ABOUT THIS TASK -
Lines of the listing below that contain the string "Some" are to be returned.

THE RECORDS -
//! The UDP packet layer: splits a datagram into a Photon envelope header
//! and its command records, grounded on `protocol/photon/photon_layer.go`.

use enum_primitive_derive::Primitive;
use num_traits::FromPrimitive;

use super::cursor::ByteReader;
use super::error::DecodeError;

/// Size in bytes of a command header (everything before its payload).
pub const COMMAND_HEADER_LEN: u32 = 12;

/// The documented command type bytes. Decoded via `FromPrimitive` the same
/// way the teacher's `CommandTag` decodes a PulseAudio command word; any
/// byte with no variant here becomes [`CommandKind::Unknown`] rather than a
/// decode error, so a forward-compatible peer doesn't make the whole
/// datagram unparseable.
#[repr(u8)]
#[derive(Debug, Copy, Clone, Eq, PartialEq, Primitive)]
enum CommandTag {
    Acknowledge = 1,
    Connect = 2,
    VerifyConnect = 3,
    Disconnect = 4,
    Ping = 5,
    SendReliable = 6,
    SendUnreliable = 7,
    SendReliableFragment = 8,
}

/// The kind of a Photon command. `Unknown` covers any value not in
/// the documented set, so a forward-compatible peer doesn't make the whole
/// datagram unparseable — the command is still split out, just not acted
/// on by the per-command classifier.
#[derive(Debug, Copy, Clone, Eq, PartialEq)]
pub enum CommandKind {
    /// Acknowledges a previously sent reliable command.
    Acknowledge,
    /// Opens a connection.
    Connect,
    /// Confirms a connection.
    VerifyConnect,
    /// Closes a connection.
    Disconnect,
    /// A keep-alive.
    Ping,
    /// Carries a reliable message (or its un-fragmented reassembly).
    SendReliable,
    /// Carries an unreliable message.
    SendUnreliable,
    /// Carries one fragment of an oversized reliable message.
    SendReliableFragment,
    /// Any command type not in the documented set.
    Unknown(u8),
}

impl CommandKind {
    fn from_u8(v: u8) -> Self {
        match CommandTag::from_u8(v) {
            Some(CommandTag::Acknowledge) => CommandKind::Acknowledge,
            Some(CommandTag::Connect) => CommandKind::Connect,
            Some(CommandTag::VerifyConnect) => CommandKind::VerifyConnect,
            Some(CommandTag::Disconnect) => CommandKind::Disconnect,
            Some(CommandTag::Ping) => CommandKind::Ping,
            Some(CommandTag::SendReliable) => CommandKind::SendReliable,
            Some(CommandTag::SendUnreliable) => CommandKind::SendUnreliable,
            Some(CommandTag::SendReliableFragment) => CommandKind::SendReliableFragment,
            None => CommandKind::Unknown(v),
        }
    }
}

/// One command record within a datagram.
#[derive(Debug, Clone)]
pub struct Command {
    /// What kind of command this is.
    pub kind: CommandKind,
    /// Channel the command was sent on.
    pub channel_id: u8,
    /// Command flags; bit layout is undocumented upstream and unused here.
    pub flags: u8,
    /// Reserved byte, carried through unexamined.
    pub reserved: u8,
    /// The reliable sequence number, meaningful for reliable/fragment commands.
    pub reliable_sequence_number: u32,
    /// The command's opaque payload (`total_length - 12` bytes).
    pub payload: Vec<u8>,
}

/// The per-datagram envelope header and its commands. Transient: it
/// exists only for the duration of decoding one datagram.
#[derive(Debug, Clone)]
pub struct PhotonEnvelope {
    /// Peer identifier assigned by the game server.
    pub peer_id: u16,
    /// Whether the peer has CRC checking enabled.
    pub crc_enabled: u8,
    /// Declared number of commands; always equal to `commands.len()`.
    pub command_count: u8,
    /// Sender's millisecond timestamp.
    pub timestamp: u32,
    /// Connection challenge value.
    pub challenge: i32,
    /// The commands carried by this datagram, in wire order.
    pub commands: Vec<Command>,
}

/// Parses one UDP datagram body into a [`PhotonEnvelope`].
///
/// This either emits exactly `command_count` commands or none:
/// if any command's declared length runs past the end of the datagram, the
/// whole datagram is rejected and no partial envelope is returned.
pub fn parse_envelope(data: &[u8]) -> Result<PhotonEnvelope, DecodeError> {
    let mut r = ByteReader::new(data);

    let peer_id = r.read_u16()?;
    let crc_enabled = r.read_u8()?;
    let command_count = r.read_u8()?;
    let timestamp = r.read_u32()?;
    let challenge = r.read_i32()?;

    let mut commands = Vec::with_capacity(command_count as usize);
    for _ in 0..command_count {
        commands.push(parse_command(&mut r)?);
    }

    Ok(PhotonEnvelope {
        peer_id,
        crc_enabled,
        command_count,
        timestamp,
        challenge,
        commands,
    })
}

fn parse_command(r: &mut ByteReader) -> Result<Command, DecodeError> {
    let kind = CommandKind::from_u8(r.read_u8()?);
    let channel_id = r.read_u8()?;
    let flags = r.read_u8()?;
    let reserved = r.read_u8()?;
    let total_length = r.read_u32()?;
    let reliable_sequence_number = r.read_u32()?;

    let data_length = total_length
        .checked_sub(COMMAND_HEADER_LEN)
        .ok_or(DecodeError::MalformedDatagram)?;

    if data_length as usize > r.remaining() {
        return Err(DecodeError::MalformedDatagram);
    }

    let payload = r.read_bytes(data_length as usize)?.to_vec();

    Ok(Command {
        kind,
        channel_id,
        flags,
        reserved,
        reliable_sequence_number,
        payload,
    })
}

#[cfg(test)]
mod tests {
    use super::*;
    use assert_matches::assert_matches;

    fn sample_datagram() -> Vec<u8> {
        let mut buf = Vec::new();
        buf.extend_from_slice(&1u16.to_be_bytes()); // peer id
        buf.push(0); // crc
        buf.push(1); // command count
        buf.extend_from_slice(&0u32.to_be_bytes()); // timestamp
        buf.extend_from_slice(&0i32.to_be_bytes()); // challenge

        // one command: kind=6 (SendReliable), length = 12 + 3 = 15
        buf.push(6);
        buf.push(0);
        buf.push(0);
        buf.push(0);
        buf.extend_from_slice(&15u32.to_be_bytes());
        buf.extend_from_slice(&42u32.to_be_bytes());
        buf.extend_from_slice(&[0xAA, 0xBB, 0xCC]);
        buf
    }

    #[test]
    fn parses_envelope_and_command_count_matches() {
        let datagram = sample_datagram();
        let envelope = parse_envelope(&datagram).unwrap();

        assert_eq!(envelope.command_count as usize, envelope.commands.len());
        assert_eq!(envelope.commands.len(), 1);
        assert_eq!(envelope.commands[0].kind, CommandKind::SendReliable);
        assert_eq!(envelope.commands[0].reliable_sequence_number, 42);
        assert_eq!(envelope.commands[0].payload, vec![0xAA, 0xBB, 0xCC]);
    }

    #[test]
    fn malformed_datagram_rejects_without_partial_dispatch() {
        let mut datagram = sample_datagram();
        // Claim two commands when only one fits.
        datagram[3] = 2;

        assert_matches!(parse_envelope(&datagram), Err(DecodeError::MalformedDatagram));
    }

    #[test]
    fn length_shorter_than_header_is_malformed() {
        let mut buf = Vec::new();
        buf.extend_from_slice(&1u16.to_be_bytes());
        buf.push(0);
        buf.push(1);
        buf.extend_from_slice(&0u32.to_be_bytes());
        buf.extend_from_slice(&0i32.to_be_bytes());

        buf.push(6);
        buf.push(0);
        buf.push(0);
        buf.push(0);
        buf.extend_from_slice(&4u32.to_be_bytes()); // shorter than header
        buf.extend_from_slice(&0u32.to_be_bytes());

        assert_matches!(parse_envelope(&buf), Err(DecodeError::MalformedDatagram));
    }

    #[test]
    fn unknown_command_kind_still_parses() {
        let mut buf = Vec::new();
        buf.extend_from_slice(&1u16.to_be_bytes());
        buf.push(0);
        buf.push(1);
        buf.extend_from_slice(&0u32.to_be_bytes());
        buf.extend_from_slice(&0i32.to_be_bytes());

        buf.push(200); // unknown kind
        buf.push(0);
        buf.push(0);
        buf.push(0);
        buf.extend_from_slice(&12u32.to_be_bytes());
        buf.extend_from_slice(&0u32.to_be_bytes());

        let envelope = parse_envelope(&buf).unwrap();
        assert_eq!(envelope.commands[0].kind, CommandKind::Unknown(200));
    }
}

SOLUTION FOR THIS TASK -
            Some(CommandTag::Acknowledge) => CommandKind::Acknowledge,
            Some(CommandTag::Connect) => CommandKind::Connect,
            Some(CommandTag::VerifyConnect) => CommandKind::VerifyConnect,
            Some(CommandTag::Disconnect) => CommandKind::Disconnect,
            Some(CommandTag::Ping) => CommandKind::Ping,
            Some(CommandTag::SendReliable) => CommandKind::SendReliable,
            Some(CommandTag::SendUnreliable) => CommandKind::SendUnreliable,
            Some(CommandTag::SendReliableFragment) => CommandKind::SendReliableFragment,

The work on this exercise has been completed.